====== INPUT

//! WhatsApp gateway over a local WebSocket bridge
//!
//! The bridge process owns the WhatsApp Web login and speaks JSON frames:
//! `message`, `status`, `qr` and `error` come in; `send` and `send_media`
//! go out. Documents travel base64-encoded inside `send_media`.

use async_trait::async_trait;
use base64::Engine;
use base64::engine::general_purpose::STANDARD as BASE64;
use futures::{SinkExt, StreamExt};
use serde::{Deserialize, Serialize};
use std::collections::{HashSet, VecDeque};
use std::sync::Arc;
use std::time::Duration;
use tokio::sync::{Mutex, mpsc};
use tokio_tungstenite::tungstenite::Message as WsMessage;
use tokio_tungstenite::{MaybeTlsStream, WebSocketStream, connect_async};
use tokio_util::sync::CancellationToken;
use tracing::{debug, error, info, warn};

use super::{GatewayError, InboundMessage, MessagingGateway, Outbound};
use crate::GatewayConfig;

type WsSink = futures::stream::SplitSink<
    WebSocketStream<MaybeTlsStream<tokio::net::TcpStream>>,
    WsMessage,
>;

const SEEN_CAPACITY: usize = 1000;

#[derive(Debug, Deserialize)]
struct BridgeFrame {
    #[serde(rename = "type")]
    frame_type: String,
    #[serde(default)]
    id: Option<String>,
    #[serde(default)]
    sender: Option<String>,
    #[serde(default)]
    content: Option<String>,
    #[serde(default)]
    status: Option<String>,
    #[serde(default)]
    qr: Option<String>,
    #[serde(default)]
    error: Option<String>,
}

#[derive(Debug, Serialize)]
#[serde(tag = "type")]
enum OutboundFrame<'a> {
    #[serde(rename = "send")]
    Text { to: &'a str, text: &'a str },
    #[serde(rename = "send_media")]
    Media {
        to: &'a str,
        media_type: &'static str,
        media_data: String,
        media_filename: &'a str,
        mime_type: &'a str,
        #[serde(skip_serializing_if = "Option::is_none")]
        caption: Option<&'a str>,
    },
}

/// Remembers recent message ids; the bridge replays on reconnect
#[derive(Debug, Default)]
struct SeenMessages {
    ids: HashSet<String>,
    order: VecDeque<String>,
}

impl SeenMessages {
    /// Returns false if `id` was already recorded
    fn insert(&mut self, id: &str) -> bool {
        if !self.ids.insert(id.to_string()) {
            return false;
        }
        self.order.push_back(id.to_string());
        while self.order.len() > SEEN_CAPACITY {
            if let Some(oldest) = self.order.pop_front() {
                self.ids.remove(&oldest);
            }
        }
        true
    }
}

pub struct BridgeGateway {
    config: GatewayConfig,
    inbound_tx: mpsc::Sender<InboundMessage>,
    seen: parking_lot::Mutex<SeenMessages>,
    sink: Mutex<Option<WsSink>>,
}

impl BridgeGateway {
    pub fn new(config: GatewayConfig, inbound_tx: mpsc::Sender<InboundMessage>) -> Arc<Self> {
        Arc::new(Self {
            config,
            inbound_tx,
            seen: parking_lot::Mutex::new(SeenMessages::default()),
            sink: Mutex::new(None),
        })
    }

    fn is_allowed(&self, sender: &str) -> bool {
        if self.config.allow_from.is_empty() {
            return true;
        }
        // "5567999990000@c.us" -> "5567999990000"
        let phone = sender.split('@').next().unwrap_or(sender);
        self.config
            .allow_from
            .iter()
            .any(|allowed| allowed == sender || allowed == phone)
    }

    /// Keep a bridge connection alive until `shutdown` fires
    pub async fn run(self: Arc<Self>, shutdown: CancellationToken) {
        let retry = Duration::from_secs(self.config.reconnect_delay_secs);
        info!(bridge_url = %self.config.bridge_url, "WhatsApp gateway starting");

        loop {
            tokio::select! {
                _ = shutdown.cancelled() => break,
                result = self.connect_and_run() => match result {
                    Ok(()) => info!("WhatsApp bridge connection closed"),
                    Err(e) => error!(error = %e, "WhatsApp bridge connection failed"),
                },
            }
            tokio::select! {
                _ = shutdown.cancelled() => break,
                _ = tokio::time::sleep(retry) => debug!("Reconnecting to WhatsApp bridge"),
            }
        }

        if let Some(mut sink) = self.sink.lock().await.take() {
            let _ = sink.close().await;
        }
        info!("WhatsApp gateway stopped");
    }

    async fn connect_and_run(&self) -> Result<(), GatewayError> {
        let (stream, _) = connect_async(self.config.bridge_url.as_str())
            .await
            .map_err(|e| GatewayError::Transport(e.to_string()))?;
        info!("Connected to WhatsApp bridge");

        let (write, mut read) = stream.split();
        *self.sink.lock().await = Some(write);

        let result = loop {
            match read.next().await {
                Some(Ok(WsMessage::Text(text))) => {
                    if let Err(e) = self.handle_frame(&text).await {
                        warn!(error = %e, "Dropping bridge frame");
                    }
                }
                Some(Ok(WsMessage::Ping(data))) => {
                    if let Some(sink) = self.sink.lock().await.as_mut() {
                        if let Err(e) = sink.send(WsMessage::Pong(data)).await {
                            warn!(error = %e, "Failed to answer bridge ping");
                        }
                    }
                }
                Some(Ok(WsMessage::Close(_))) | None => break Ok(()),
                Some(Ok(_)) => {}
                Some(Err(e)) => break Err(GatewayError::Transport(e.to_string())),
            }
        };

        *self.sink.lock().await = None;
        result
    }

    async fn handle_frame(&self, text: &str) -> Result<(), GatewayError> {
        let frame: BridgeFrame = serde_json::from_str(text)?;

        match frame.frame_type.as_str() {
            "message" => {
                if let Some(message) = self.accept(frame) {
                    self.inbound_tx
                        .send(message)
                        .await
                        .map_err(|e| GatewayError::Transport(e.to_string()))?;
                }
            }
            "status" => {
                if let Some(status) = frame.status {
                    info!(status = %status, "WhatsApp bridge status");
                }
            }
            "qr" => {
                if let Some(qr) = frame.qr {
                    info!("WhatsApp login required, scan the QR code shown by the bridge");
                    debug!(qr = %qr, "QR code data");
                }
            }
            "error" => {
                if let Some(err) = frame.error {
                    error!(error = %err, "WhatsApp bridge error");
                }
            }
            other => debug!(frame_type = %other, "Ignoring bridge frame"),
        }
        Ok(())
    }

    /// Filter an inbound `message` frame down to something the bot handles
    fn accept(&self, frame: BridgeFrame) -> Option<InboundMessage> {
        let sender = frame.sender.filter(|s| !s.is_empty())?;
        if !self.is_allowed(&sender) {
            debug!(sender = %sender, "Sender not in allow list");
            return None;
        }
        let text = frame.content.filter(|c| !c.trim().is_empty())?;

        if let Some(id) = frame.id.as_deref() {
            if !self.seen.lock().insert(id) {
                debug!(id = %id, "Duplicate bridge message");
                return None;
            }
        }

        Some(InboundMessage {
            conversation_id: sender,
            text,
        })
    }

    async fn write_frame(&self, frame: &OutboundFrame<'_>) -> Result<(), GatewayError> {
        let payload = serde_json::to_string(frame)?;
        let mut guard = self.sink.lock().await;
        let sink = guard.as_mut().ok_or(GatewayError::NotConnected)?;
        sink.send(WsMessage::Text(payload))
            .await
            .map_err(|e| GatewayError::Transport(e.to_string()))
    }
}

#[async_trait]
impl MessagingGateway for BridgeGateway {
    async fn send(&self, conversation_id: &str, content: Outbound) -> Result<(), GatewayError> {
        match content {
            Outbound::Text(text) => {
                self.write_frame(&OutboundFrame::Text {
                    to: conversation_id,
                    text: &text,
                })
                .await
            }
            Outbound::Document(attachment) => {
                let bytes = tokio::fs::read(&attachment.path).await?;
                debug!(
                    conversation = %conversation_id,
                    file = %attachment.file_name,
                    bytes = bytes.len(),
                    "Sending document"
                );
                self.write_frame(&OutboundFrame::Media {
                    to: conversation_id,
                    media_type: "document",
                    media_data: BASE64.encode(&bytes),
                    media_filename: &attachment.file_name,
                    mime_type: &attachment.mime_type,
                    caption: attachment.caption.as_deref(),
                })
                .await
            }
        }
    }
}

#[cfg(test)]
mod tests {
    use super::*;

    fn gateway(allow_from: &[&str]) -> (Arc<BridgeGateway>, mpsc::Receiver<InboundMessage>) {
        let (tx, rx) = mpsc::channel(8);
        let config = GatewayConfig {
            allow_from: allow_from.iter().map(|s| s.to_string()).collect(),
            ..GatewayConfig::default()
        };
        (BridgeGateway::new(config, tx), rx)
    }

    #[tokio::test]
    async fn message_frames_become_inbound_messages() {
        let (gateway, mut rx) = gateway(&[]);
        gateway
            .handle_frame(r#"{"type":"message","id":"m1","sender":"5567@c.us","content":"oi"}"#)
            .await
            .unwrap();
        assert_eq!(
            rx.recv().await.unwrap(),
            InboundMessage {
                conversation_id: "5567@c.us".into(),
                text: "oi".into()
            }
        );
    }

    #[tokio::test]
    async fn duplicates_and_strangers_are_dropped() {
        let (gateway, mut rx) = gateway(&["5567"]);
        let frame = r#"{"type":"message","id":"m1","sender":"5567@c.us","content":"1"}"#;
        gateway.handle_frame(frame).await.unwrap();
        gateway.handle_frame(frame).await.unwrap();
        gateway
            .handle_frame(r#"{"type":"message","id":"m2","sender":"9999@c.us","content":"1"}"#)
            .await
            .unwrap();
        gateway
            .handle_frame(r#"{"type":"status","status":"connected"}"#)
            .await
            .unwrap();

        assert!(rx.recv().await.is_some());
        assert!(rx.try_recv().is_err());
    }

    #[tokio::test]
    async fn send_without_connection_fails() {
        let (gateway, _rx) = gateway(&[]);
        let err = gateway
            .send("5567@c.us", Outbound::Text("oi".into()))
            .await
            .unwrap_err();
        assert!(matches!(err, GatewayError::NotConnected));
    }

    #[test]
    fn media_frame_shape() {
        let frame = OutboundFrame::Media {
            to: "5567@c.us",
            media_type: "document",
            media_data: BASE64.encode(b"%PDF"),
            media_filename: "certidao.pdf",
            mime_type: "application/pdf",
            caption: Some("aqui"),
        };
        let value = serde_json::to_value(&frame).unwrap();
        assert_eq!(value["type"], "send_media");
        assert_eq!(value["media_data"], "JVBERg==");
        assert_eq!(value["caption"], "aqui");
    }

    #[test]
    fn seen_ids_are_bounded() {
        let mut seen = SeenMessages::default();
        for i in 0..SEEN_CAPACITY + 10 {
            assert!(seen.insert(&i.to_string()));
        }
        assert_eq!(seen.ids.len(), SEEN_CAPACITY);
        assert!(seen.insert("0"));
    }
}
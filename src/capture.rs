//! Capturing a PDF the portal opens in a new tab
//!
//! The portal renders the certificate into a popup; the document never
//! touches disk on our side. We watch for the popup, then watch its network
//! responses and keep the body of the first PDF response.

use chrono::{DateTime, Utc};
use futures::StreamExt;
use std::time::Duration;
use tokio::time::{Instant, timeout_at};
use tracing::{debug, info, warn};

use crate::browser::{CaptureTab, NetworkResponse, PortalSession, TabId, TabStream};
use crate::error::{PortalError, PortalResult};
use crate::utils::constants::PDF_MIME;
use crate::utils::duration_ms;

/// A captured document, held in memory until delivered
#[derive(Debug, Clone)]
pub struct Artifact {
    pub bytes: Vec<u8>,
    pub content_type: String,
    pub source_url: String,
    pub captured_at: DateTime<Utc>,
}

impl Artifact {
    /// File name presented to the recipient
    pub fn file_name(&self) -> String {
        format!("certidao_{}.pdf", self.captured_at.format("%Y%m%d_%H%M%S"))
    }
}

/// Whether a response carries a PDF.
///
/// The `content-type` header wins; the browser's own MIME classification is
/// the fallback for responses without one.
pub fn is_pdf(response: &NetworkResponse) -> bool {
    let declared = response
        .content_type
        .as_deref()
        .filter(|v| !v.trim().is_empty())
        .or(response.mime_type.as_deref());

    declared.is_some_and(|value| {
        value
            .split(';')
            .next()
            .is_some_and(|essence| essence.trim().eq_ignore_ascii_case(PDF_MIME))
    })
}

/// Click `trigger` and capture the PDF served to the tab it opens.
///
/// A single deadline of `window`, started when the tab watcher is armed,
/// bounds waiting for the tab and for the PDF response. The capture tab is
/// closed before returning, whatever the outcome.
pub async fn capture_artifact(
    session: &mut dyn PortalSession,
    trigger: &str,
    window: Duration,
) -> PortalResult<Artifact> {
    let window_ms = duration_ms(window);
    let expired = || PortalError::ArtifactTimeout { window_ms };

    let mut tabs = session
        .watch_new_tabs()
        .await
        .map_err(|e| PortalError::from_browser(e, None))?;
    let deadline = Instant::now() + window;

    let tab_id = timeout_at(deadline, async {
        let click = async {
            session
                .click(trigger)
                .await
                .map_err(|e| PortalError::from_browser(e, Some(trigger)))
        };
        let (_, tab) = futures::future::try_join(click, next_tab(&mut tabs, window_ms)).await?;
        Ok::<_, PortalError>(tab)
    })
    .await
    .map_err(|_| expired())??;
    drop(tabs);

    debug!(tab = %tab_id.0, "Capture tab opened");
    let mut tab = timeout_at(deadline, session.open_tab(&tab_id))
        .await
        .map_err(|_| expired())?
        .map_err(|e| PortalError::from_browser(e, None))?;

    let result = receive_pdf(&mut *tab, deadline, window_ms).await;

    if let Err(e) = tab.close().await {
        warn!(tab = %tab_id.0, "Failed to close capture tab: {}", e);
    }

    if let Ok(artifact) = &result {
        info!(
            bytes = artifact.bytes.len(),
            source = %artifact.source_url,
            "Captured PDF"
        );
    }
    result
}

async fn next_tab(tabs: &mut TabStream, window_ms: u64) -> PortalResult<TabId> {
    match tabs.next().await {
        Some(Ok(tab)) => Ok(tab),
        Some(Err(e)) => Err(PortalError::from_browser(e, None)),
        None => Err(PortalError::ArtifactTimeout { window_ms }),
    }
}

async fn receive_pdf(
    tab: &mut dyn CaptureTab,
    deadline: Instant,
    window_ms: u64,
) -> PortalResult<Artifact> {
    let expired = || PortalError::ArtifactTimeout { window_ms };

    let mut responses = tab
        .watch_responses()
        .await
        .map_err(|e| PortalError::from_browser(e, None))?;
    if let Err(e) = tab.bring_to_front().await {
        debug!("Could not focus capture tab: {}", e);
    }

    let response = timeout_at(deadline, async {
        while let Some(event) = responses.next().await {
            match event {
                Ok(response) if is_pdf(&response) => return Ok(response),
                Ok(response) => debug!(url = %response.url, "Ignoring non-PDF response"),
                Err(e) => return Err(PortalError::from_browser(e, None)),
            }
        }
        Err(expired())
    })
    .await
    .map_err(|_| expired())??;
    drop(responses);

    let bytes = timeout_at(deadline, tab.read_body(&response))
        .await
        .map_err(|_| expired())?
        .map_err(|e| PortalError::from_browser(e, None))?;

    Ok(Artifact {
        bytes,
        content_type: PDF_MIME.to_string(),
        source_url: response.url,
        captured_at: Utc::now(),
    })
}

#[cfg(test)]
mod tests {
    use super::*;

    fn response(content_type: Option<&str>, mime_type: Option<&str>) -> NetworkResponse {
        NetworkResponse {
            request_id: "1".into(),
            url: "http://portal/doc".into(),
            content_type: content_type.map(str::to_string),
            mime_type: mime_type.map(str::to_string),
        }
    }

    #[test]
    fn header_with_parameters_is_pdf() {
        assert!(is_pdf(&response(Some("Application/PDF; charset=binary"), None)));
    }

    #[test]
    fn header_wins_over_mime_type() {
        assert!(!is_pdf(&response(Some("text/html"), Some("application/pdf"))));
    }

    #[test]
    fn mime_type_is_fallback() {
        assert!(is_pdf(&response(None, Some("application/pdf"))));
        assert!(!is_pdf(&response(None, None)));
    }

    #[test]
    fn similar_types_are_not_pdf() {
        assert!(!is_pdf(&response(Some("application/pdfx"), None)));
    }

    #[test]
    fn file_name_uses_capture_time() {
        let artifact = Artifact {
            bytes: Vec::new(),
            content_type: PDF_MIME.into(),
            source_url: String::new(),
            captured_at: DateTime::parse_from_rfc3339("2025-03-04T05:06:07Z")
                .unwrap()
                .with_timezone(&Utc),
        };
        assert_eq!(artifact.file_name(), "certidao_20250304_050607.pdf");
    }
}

============

[ACTION ITEM] Please give an exact copy of the entries above, from the line with "async fn next_tab(tabs: &mut" down to the line with "tab: &mut dyn", inclusive, and nothing else.

[EXERCISE RESPONSE]
async fn next_tab(tabs: &mut TabStream, window_ms: u64) -> PortalResult<TabId> {
    match tabs.next().await {
        Some(Ok(tab)) => Ok(tab),
        Some(Err(e)) => Err(PortalError::from_browser(e, None)),
        None => Err(PortalError::ArtifactTimeout { window_ms }),
    }
}

async fn receive_pdf(
    tab: &mut dyn CaptureTab,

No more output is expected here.